• **TASK PROMPT**
Only the lines from the one with "to a phrase" to the end of the records are wanted, each repeated exactly, both ends included.

--- EXTRACTED DATA Enclosed Below ---

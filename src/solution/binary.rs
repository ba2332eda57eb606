//! One-to-one and one-to-many between two roles (distinct or recursive).

use super::{SchemaBuilder, with_nullability};
use crate::phrase::Cardinality;
use crate::schema::Schema;

/// At least one of `left`/`right` is single.
///
/// The foreign key lives with a single side, pointing at the other role.
/// Its nullability follows the holder's own cardinality. In 1:1 it is also
/// an alternate key, otherwise the relationship degrades to 1:N.
pub(super) fn solutions(left: Cardinality, right: Cardinality, recursive: bool) -> Vec<Schema> {
    let one_to_one = left.is_single() && right.is_single();
    let cards = [left, right];

    // (holder, target) pairs, preferred placement first
    let placements: Vec<(usize, usize)> = if one_to_one {
        if left == right {
            vec![(1, 2), (2, 1)]
        } else if right == Cardinality::Cond {
            vec![(2, 1)]
        } else {
            vec![(1, 2)]
        }
    } else if left.is_single() {
        vec![(1, 2)]
    } else {
        vec![(2, 1)]
    };

    placements
        .into_iter()
        .map(|(holder, target)| {
            let card = cards[holder - 1];
            let mut b = SchemaBuilder::new(2, recursive);
            b.entity_tables().reference(holder, target, |fk| {
                let fk = with_nullability(fk, card);
                if one_to_one { fk.with_alternate_key() } else { fk }
            });
            b.build()
        })
        .collect()
}

#[cfg(test)]
mod tests {
    use super::*;
    use crate::attribute::AttributeState;
    use crate::schema::TableState;

    fn pk_only(slots: usize) -> TableState {
        let mut attrs = vec![AttributeState::EMPTY; slots];
        attrs[0] = AttributeState::primary_key();
        TableState::Present(attrs)
    }

    #[test]
    fn test_one_to_cond_places_key_on_cond_side() {
        let s = solutions(Cardinality::One, Cardinality::Cond, false);
        assert_eq!(s.len(), 1);
        assert_eq!(s[0].table(1), &pk_only(3));
        let fk = s[0].table(2).attribute(1);
        assert!(fk.references(1));
        assert!(fk.is_alternate_key());
        assert!(fk.is_optional());
        assert!(!fk.is_primary_key());
    }

    #[test]
    fn test_one_to_one_both_directions() {
        let s = solutions(Cardinality::One, Cardinality::One, false);
        assert_eq!(s.len(), 2);
        let main = s[0].table(1).attribute(2);
        assert!(main.references(2) && main.is_alternate_key() && main.is_mandatory());
        let alt = s[1].table(2).attribute(1);
        assert!(alt.references(1) && alt.is_alternate_key() && alt.is_mandatory());
    }

    #[test]
    fn test_one_to_many_plain_foreign_key() {
        let s = solutions(Cardinality::CondMany, Cardinality::Cond, false);
        assert_eq!(s.len(), 1);
        assert_eq!(s[0].table(1), &pk_only(3));
        let fk = s[0].table(2).attribute(1);
        assert!(fk.references(1));
        assert!(!fk.is_alternate_key());
        assert!(fk.is_optional());
        assert!(!s[0].table(0).is_present());
    }

    #[test]
    fn test_recursive_direction_uses_slot() {
        // Employee (n) -- (1) Employee: each subordinate has one manager
        let s = solutions(Cardinality::Many, Cardinality::One, true);
        assert_eq!(s.len(), 1);
        let t = s[0].table(1);
        assert!(t.attribute(1).references(1));
        assert!(t.attribute(1).is_mandatory());
        assert!(t.attribute(2).is_empty());

        let reversed = solutions(Cardinality::One, Cardinality::Many, true);
        assert_ne!(s, reversed);
        assert!(reversed[0].table(1).attribute(2).references(1));
    }
}
pub mod attempt;
pub mod attribute;
pub mod classify;
pub mod feedback;
pub mod phrase;
pub mod render;
pub mod schema;
pub mod solution;
pub mod verify;

use wasm_bindgen::prelude::*;

use attempt::PhraseAttempt;
use phrase::Phrase;
use schema::Schema;
use verify::ArrowMode;

/// Initialize panic hook for better error messages in WASM
#[wasm_bindgen(start)]
pub fn init() {
    #[cfg(target_arch = "wasm32")]
    console_error_panic_hook::set_once();
}

fn arrow_mode(mode: Option<String>) -> Result<ArrowMode, String> {
    match mode.as_deref() {
        None => Ok(ArrowMode::default()),
        Some(s) => ArrowMode::from_str(s).ok_or_else(|| format!("Invalid arrow mode: {}", s)),
    }
}

fn load_attempt(phrase: &str) -> Result<PhraseAttempt, String> {
    let phrase = Phrase::from_json(phrase).map_err(|e| e.to_string())?;
    Ok(PhraseAttempt::new(phrase))
}

/// Classify a phrase; returns the classification as JSON
#[wasm_bindgen(js_name = "classify")]
pub fn classify_phrase(phrase: &str) -> Result<String, String> {
    let attempt = load_attempt(phrase)?;
    serde_json::to_string(attempt.classification()).map_err(|e| e.to_string())
}

/// All accepted schemas for a phrase, main first, as JSON
#[wasm_bindgen(js_name = "generateSolutions")]
pub fn generate_solutions(phrase: &str) -> Result<String, String> {
    let attempt = load_attempt(phrase)?;
    serde_json::to_string(attempt.solutions()).map_err(|e| e.to_string())
}

/// Grade an answer against a solution set; returns the verdict as JSON
#[wasm_bindgen(js_name = "verify")]
pub fn verify_answer(
    answer: &str,
    solutions: &str,
    arrows: Option<String>,
) -> Result<String, String> {
    let mode = arrow_mode(arrows)?;
    let answer = Schema::from_json(answer).map_err(|e| e.to_string())?;
    let solutions: Vec<Schema> = serde_json::from_str(solutions).map_err(|e| e.to_string())?;
    let verdict = verify::verify(&answer, &solutions, mode).map_err(|e| e.to_string())?;
    serde_json::to_string(&verdict).map_err(|e| e.to_string())
}

/// Feedback message keys for an answer to a phrase
#[wasm_bindgen(js_name = "feedbackKeys")]
pub fn feedback_keys(
    phrase: &str,
    answer: &str,
    arrows: Option<String>,
) -> Result<js_sys::Array, String> {
    let mode = arrow_mode(arrows)?;
    let attempt = load_attempt(phrase)?;
    let answer = Schema::from_json(answer).map_err(|e| e.to_string())?;
    let (_, keys) = attempt.grade(&answer, mode).map_err(|e| e.to_string())?;
    Ok(keys
        .into_iter()
        .map(|k| JsValue::from_str(k.key()))
        .collect())
}

/// Main solution in relational notation
#[wasm_bindgen(js_name = "renderSolution")]
pub fn render_solution(phrase: &str) -> Result<String, String> {
    let attempt = load_attempt(phrase)?;
    let main = attempt
        .main_solution()
        .ok_or_else(|| "Phrase cannot be graded".to_string())?;
    Ok(render::render_schema(main, attempt.phrase()))
}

--- End of Enclosed EXTRACTED DATA ---

• **EXERCISE RESULT**
/// Feedback message keys for an answer to a phrase
#[wasm_bindgen(js_name = "feedbackKeys")]
pub fn feedback_keys(
    phrase: &str,
    answer: &str,
    arrows: Option<String>,
) -> Result<js_sys::Array, String> {
    let mode = arrow_mode(arrows)?;
    let attempt = load_attempt(phrase)?;
    let answer = Schema::from_json(answer).map_err(|e| e.to_string())?;
    let (_, keys) = attempt.grade(&answer, mode).map_err(|e| e.to_string())?;
    Ok(keys
        .into_iter()
        .map(|k| JsValue::from_str(k.key()))
        .collect())
}

/// Main solution in relational notation
#[wasm_bindgen(js_name = "renderSolution")]
pub fn render_solution(phrase: &str) -> Result<String, String> {
    let attempt = load_attempt(phrase)?;
    let main = attempt
        .main_solution()
        .ok_or_else(|| "Phrase cannot be graded".to_string())?;
    Ok(render::render_schema(main, attempt.phrase()))
}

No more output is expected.